File(s) not publicly available
Innovating a new cultivar in partnership with the Australian sweetpotato industry: agronomic adaptation issues
journal contributionposted on 2017-12-06, 00:00 authored by C Henderson, S Dennien, R Langenbaker, E Coleman, M Prichard, Philip BrownPhilip Brown, Talitha BestTalitha Best, A Villordon
Australian sweetpotato production has grown remarkably (1700%) in the last 16 years. Growers currently market 75000 t per annum, worth $80-90 million at farm gate. Gold-fleshed dessert types dominate (90% of total production), almost exclusively cultivar 'Beauregard', bred at Louisiana State University Agricultural Center (LSU AgCenter) in the USA. Australian sweetpotato growers desire alternative cultivars, to reduce risks associated with relying on one genotype. They also wish to expand demand, by offering diverse products. Recent research identified 'Evangeline', another LSU AgCenter cultivar, as an alternate gold sweetpotato possessing attributes desired by consumers (regular, smooth shape; highly coloured skin and flesh). In experimental and grower evaluations across key Australian growing regions in Queensland and New South Wales, 'Evangeline' produced marketable yields similar to 'Beauregard'. 'Evangeline' had a high proportion of premium small-medium sweetpotatoes. In sandy locations, 'Evangeline' also demonstrated superior root-knot nematode resistance to 'Beauregard'. However, compared to 'Beauregard', 'Evangeline' had greater risks of splitting, or over-purple skin colouration, at harvest, particularly when dug in Winter/Spring. Initial evidence suggested splitting was more common with increased fertiliser nitrogen inputs.

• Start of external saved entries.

//! Simulated activities and their lifecycle.
//!
//! An *action* is one ongoing activity of the simulated platform: a
//! computation, a data transfer, a sleep or a parallel task. Every action
//! wraps at most one solver [variable](crate::solver::VariableId) whose
//! solved value is the rate at which the action currently progresses. The
//! action itself carries the bookkeeping that turns rates into lifecycle
//! events: the remaining amount of work, an optional startup latency during
//! which no capacity is consumed, an optional duration cap and the
//! terminal-state machine.
//!
//! Completions are collected per model and handed out as [`Completion`]
//! records; a finished action is reported exactly once, whatever caused it
//! to finish.

use std::collections::vec_deque::{self, VecDeque};
use std::fmt;

use tracing::trace;

use crate::solver::{System, VariableId};
use crate::time::{drain, MonotonicTime, PRECISION};

/// Handle to an action of a resource model.
///
/// Handles are only meaningful for the model that created them.
#[derive(Copy, Clone, Debug, PartialEq, Eq, Hash)]
pub struct ActionId(pub(crate) usize);

/// Lifecycle state of an action.
#[derive(Copy, Clone, Debug, PartialEq, Eq)]
pub enum ActionState {
    /// The action was created but does not contend for capacity yet (startup
    /// latency phase).
    Ready,
    /// The action contends for capacity and makes progress.
    Running,
    /// All work was performed.
    Done,
    /// The duration cap elapsed with work still remaining.
    TimedOut,
    /// A resource the action was using went off.
    Failed,
    /// The action was canceled by the caller.
    Canceled,
}

impl ActionState {
    /// Whether this state is terminal.
    pub fn is_terminal(self) -> bool {
        !matches!(self, ActionState::Ready | ActionState::Running)
    }
}

/// Suspension sub-state of a live action.
///
/// Suspension is orthogonal to the lifecycle state: a suspended action keeps
/// its remaining work and stays `Running` (or `Ready`), but its variable's
/// weight is pinned to zero so it receives no capacity.
#[derive(Copy, Clone, Debug, PartialEq, Eq)]
pub(crate) enum Suspension {
    /// Not suspended.
    Active,
    /// Suspended after the startup latency elapsed; the weight was zeroed.
    Suspended,
    /// Suspended while the weight was already pinned to zero (startup
    /// latency, or a pure wait such as a sleep).
    Frozen,
}

/// Notification emitted when an action reaches a terminal state.
#[derive(Copy, Clone, Debug, PartialEq)]
pub struct Completion {
    /// The finished action.
    pub action: ActionId,
    /// Terminal state of the action.
    pub state: ActionState,
    /// Work that remained to be performed when the action finished.
    pub remains: f64,
    /// Simulation time at which the action started.
    pub start: MonotonicTime,
    /// Simulation time at which the action finished.
    pub finish: MonotonicTime,
}

/// FIFO queue of completion notifications, drained by the caller.
#[derive(Debug, Default)]
pub(crate) struct CompletionQueue {
    buffer: VecDeque<Completion>,
}

impl CompletionQueue {
    pub(crate) fn new() -> Self {
        Self::default()
    }

    pub(crate) fn push(&mut self, completion: Completion) {
        self.buffer.push_back(completion);
    }

    pub(crate) fn drain(&mut self) -> vec_deque::Drain<'_, Completion> {
        self.buffer.drain(..)
    }
}

/// Common state of a simulated activity.
pub(crate) struct Action {
    pub(crate) state: ActionState,
    pub(crate) suspension: Suspension,
    /// Solver variable, released on the first terminal transition.
    pub(crate) variable: Option<VariableId>,
    /// Remaining amount of work.
    pub(crate) remains: f64,
    /// Remaining startup latency, in seconds.
    pub(crate) latency: f64,
    /// Remaining time before the duration cap fires, in seconds.
    pub(crate) max_duration: Option<f64>,
    /// Weight restored by a resume or a promotion.
    pub(crate) priority: f64,
    pub(crate) start: MonotonicTime,
}

impl Action {
    /// Creates an action; it starts in the latency phase if `latency` is
    /// positive.
    pub(crate) fn new(start: MonotonicTime, remains: f64, latency: f64) -> Self {
        Self {
            state: if latency > 0.0 {
                ActionState::Ready
            } else {
                ActionState::Running
            },
            suspension: Suspension::Active,
            variable: None,
            remains,
            latency,
            max_duration: None,
            priority: 1.0,
            start,
        }
    }

    pub(crate) fn is_terminal(&self) -> bool {
        self.state.is_terminal()
    }

    /// Moves the action to a terminal state, releasing its variable and
    /// queueing exactly one completion notification.
    ///
    /// Terminal transitions are idempotent: finishing an already-finished
    /// action reports `false` and has no effect.
    pub(crate) fn finish(
        &mut self,
        id: ActionId,
        state: ActionState,
        now: MonotonicTime,
        system: &mut System,
        completions: &mut CompletionQueue,
    ) -> bool {
        debug_assert!(state.is_terminal());
        if self.is_terminal() {
            return false;
        }

        if let Some(variable) = self.variable.take() {
            system.remove_variable(variable);
        }
        self.state = state;
        completions.push(Completion {
            action: id,
            state,
            remains: self.remains,
            start: self.start,
            finish: now,
        });
        trace!(action = id.0, state = ?state, remains = self.remains, "action finished");

        true
    }

    /// Pins the variable's weight to zero without losing the remaining work.
    pub(crate) fn suspend(&mut self, system: &mut System) {
        if self.is_terminal() || self.suspension != Suspension::Active {
            return;
        }
        if self.latency > 0.0 {
            // The weight is already zero; remember to defer the promotion.
            self.suspension = Suspension::Frozen;
            return;
        }
        if let Some(variable) = self.variable {
            system.set_variable_weight(variable, 0.0);
        }
        self.suspension = Suspension::Suspended;
    }

    /// Restores the variable's weight after a suspension.
    pub(crate) fn resume(&mut self, system: &mut System) {
        if self.is_terminal() {
            return;
        }
        match self.suspension {
            Suspension::Active => {}
            Suspension::Frozen => {
                // The latency phase is still pending; the promotion will
                // restore the weight when it completes.
                self.suspension = Suspension::Active;
            }
            Suspension::Suspended => {
                if let Some(variable) = self.variable {
                    system.set_variable_weight(variable, self.priority);
                }
                if self.state == ActionState::Ready {
                    self.state = ActionState::Running;
                }
                self.suspension = Suspension::Active;
            }
        }
    }

    /// Changes the action's priority (the variable's weight).
    pub(crate) fn set_priority(&mut self, priority: f64, system: &mut System) {
        if self.is_terminal() {
            return;
        }
        self.priority = priority;
        // Only effective immediately when the weight is not pinned to zero.
        if self.suspension == Suspension::Active && self.latency <= 0.0 {
            if let Some(variable) = self.variable {
                system.set_variable_weight(variable, priority);
            }
        }
    }

    /// Sets or clears the duration cap, counted from the current instant.
    pub(crate) fn set_deadline(&mut self, deadline: Option<f64>) {
        if self.is_terminal() {
            return;
        }
        self.max_duration = deadline;
    }

    /// Advances the startup latency and performs the latency-to-bandwidth
    /// promotion when it completes, raising the weight and applying the
    /// promoted allocation cap.
    pub(crate) fn elapse_latency(&mut self, delta: f64, promoted_bound: f64, system: &mut System) {
        if self.latency <= 0.0 {
            return;
        }
        drain(&mut self.latency, delta);
        if self.latency > 0.0 {
            return;
        }

        if let Some(variable) = self.variable {
            system.set_variable_bound(variable, promoted_bound);
            match self.suspension {
                Suspension::Active => {
                    system.set_variable_weight(variable, self.priority);
                    if self.state == ActionState::Ready {
                        self.state = ActionState::Running;
                    }
                }
                // Suspended mid-latency: the resume will restore the weight.
                Suspension::Frozen => self.suspension = Suspension::Suspended,
                Suspension::Suspended => {}
            }
        }
    }

    /// Consumes `value * delta` of the remaining work.
    pub(crate) fn consume(&mut self, value: f64, delta: f64) {
        drain(&mut self.remains, value * delta);
    }

    /// Advances the duration-cap countdown; returns `true` if it expired.
    pub(crate) fn elapse_deadline(&mut self, delta: f64) -> bool {
        match self.max_duration.as_mut() {
            Some(left) => {
                *left -= delta;
                *left <= PRECISION
            }
            None => false,
        }
    }

    /// Earliest instant, in seconds from now, at which this action can
    /// change state: end of the latency phase, exhaustion of the remaining
    /// work at the currently solved rate, or expiry of the duration cap.
    ///
    /// Returns `None` for terminal and starved actions, which schedule no
    /// event by themselves.
    pub(crate) fn completion_bound(&self, system: &System) -> Option<f64> {
        if self.is_terminal() {
            return None;
        }
        let mut bound: Option<f64> = None;
        if self.latency > 0.0 {
            bound = Some(self.latency);
        } else if let Some(variable) = self.variable {
            let value = system.variable_value(variable);
            if value > 0.0 {
                bound = Some(self.remains / value);
            }
        }
        if let Some(left) = self.max_duration {
            let left = left.max(0.0);
            bound = Some(match bound {
                None => left,
                Some(bound) => bound.min(left),
            });
        }

        bound
    }
}

impl fmt::Debug for Action {
    fn fmt(&self, f: &mut fmt::Formatter<'_>) -> fmt::Result {
        f.debug_struct("Action")
            .field("state", &self.state)
            .field("remains", &self.remains)
            .field("latency", &self.latency)
            .finish_non_exhaustive()
    }
}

Split roots or off-specification colours are unmarketable; the associated risks are currently substantial impediments to adoption of 'Evangeline' by Australian sweetpotato growers. Scientists from Agri-Science Queensland and Central Queensland University are currently partnering with Australian Sweetpotato Growers (Inc.) to develop strategies for maximising performance and mitigating risks of growing 'Evangeline' in Australian conditions. This will enhance industry profitability and resilience; improve understanding of sweetpotato physiology; and increase diversity and quality of sweetpotato products available to consumers.